産婆のおばあさんの家にあった龍眼を、組み込んだものだ。

僕の魔力を貯めておいた。

数回、師匠と一緒に魔力を放出してみて、おそらくウォルフ師匠の魔力にもフィットしそうだとわかったので、試しに渡してみた。

龍眼は案の定、僕の魔力を吸い続け、5000万MPくらい貯まっていた。

「(なるほど。確かに楽になった。使ってみよう。)」

師匠が立ち上がった。

もう顔色も良くなっていた。


「次は31鐶ですが、いびつさが酷く、かつ回転が速いですね。」

「カームをかけよう。」

「わかりました。ここからは難易度があがりそうなので、「例の本たち」を召喚して、アドバイスをもらいましょう。」

「わかった。…侯爵様、本の精霊を2冊、サキが召喚します。安全ですので驚かぬように。」

と師匠が説明した。

「う、うむ。」


それから僕はアルアルコンビを召喚した。

一応侯爵様たちがいるので、上品に出てこいよと釘を刺した上で召喚した。


「こほん。我らを呼んだか?」

偉そうだ。

「見ての通りだよ。なかなか手強い魔法陣だ。外側から順に凍結解呪していくから、アドバイスがあったら言って欲しい。」

「わかった。」

「りょーかい。」

半透明の本2冊が突然現れ、僕と話し始めたので、前振りしたのに、侯爵様たちはぎょっとしたようだ。騎士も思わず剣に手をかけた。


僕達はそれを無視し、作業を続ける。

師匠と打ち合わせ、カームと凍結を師匠がする。

「イ・ハロヌ・セクエトー。魔法陣よ、穏やかに巡れ。カーム!エト・フェディクス・ノル・グレイル。第31鐶凍結!」

続けて僕が

「イ・ハロヌ・セクエトー。ヒーリーヤ・ラ・プントス。解呪!」

パリィン!ザザァ…。

「うん。良い感じだ。」

「この調子で良いんじゃね?いや、よろしいのではござらぬか?」

どこのサムライだよ。


アルアルコンビのお墨付きももらったので、また作業に戻る。

カームをかけるかどうかの判断は、師匠にお任せした。

僕はひたすら解呪に専念。

時折、アルアルコンビから、「これはカームだな。」の声。

60鐶が終わり、一度休憩。

僕も師匠とともにエリクサーを飲んだ。


「それはなんだ?」

と侯爵様。

どう答えようかと思っていると、師匠が迷わず

「エリクサーです。」

と正直に答えた。

「それも必要経費で請求してくれ。」

「わかりました。」


うわあ。高価なんだけど、太っ腹。

さすがミスリル鉱山持ち。


10分ほど休憩して、残りを解呪していく。

今度は師匠が解呪係に戻った。

魔法陣は、どんどん解呪が困難になり、80鐶前後ではすべてカームをしてからの解呪になった。

90鐶で再度エリクサー休憩。

「カームでも難しくなってきたな。」

とアルス。

「うん。どんどん陣のゆがみが酷くなって、回転も速くて不規則だ。」

「お前さんたち、タイマ・フィクサかクロックスローは使えるか?」

とアルマンダル。


「クロックスローなら。タイマ・フィクサは初耳。」

と僕。クロックスローは相手を減速させる魔法だ。

タイマ・フィクサは初耳だが、「時間固定を目指す魔法」とすぐに理解した。つまり、対象物だけ時間経過が非常にゆっくりになり、陣の回転なら超スローになる魔法だ。呪文も浮かんだが、やたらと長い。
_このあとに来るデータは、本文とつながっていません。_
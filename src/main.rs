//! # Warren Main Entry Point
//!
//! Parses command-line options, seeds the random source, runs map generation
//! and prints the result to stdout.

use clap::{Parser, ValueEnum};
use log::{debug, info};
use std::path::PathBuf;
use warren::generation::utils;
use warren::{config, generate, GenerationConfig, Grid, TextRenderer, WarrenResult};

/// Command line arguments for the warren map generator.
#[derive(Parser, Debug)]
#[command(name = "warren")]
#[command(about = "A procedural dungeon map generator carving chained, randomly shaped rooms")]
#[command(version)]
struct Args {
    /// Map width in tiles
    #[arg(long, default_value_t = config::DEFAULT_MAP_WIDTH)]
    width: u32,

    /// Map height in tiles
    #[arg(long, default_value_t = config::DEFAULT_MAP_HEIGHT)]
    height: u32,

    /// Random seed for map generation
    #[arg(short, long)]
    seed: Option<u64>,

    /// Target fraction of tiles to carve, in (0, 1)
    #[arg(long, default_value_t = config::DEFAULT_MIN_FILLING)]
    min_filling: f64,

    /// Maximum room extent as a fraction of the map dimensions, in (0, 1]
    #[arg(long, default_value_t = config::DEFAULT_MAX_ROOM_SIZE)]
    max_room_size: f64,

    /// Named generation preset (overrides the fraction options)
    #[arg(long, value_enum)]
    preset: Option<MapPreset>,

    /// Path to a JSON generation config (overrides preset and fractions)
    #[arg(long)]
    config: Option<PathBuf>,

    /// Log level (error, warn, info, debug, trace)
    #[arg(long, default_value = "info")]
    log_level: String,
}

/// Named map flavors.
#[derive(ValueEnum, Debug, Clone, Copy)]
enum MapPreset {
    /// Default mixed layout
    Random,
    /// Many tightly packed small rooms
    SmallRooms,
    /// Fewer, sprawling rooms
    BigRooms,
    /// A handful of arena-sized chambers
    Boss,
}

impl MapPreset {
    fn to_config(self) -> GenerationConfig {
        match self {
            MapPreset::Random => GenerationConfig::default(),
            MapPreset::SmallRooms => GenerationConfig::small_rooms(),
            MapPreset::BigRooms => GenerationConfig::big_rooms(),
            MapPreset::Boss => GenerationConfig::boss(),
        }
    }
}

fn main() -> WarrenResult<()> {
    let args = Args::parse();

    initialize_logging(&args.log_level);

    info!("Starting warren v{}", warren::VERSION);

    let generation_config = resolve_config(&args)?;
    debug!("Generation config: {:?}", generation_config);

    // Seeding is this binary's responsibility; the core only consumes the
    // handle it is given.
    let seed = args.seed.unwrap_or_else(rand::random);
    info!(
        "Generating {}x{} map with seed {}",
        args.width, args.height, seed
    );

    let mut grid = Grid::new(args.width, args.height);
    let mut rng = utils::create_rng(seed);
    let stats = generate(&mut grid, &generation_config, &mut rng)?;

    info!(
        "Carved {} rooms covering {} of {} tiles",
        stats.rooms_carved,
        stats.tiles_filled,
        grid.len()
    );

    let stdout = std::io::stdout();
    TextRenderer::new().write_to(&grid, &mut stdout.lock())?;

    Ok(())
}

/// Initializes env_logger honoring the `--log-level` option; `RUST_LOG`
/// still takes precedence when set.
fn initialize_logging(log_level: &str) {
    env_logger::Builder::from_env(env_logger::Env::default().default_filter_or(log_level)).init();
}

/// Resolves the generation config from, in order of precedence: the JSON
/// config file, the named preset, the individual fraction options.
fn resolve_config(args: &Args) -> WarrenResult<GenerationConfig> {
    if let Some(path) = &args.config {
        let text = std::fs::read_to_string(path)?;
        let loaded = serde_json::from_str(&text)?;
        info!("Loaded generation config from {}", path.display());
        return Ok(loaded);
    }
    if let Some(preset) = args.preset {
        return Ok(preset.to_config());
    }
    Ok(GenerationConfig::new(args.min_filling, args.max_room_size))
}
「タイマ・フィクサは知っては居るが、呪文がやたらと長い。此処はクロックスロー一択だな。」

と師匠。

「では詠唱付きのクロックスローで対応してみろ。それがだめなら凍結を強く。ガチガチに凍らせて解呪だ。」

とアルマンダル。

「わかった。」

と僕。

「サキ、試しにクロックスローと凍結を一緒に掛けてみろ。」

と師匠。

「わかりました。」


僕は杖を横に構えた。

「イ・ハロヌ・セクエトー。時間よ、穏やかに巡れ。クロックスロー!エト・フェディクス・ノル・グレイル。グレイル・ノル・フェディクス!第91鐶、凍結!」

すると師匠が、

「イ・ハロヌ・セクエトー。ヒーリーヤ・ラ・プントス。ラ・プントス・ヒーリーヤ。解呪!」

と唱えた。するとパリィン!ザザァ。

と91鐶目は消えた。

ふう。

強めにかけて正解だった。

そうやって、なんとか残り5つまでたどり着いた!

例の難解な4つと、山羊頭の呪詛鐶だ。


「師匠、次は例のドクロ本上下巻の魔法陣ですが、これ、2つ一緒に解呪がいいですよね。」

「ああ。まずは文字列を正せ。出来るか?」

「はい。イ・ハロヌ・セクエトー。鐶分断、回転。」

僕は2つの陣の文字列を、順々に回転させ、文字列を正しく読めるものにした。

「…できました!」

「よし、では俺が右のを担当する。お前を左を。」

「わかりました!2つまとめて凍結!」

「結構!ではいくぞ。」

そして声を合わせて呪文を唱える。

「「イ・ハロヌ・セクエトー。ヒーリーヤ・ラ・プントス。ラ・プントス・ヒーリーヤ。解呪!」」

パリンパリン!ザザァ…。


「いいぞ!あと3つだ!」

とアルス。

では次。いざ!と思った時だった。

ヴヴヴヴ…バチバチッ!

突然、2つの陣と最後の山羊頭の陣が不安定になり、巨大化したり縮小したりを始めた。

令嬢も苦しみ出す。


「!不味い!結界!」

師匠が咄嗟に結界を張る。

だがバリン!と結界を破られ、2つの陣と山羊頭が室内をビュンビュン飛び始める。

ガチャン!バリン!ドカン!

陣はまるで回転するノコギリのようにヤバイ速度で回転するし、山羊頭は

GYAUA!

などと雄叫びをあげながらびゅんびゅん室内を飛んで隙あらば襲ってくる!

「おうふ!」

「侯爵様方!廊下へ退避を!」

「しかし!リリアーヌが!」

「此処に居ても貴方にできることはない!邪魔です!退避を!」

「むむ!」


師匠が侯爵に退避を促している間に、僕は僕で3つの暴れている陣をなんとかしようと

「クロックスロー!クロックスロー!凍結!凍結!凍結!」

と、2つの陣と山羊頭に魔法を浴びせ続けた。

やっとなんとか動きを止める事に成功したその隙に、

「閣下!こちらへ。」

騎士と気丈なエルザに促され、侯爵はようやく廊下へ脱出した。


しかし。凍結で山羊頭が留まっていたのはわずかな時間だった。

バリン!バリィン!

侯爵が廊下に逃れた一瞬後には、かなり強い凍結魔法でさえ、山羊頭はぶち破ってしまった。

GUGYA!GYAUA!

山羊頭は雄叫びをあげながら、またしても暴れ、襲いかかってきた!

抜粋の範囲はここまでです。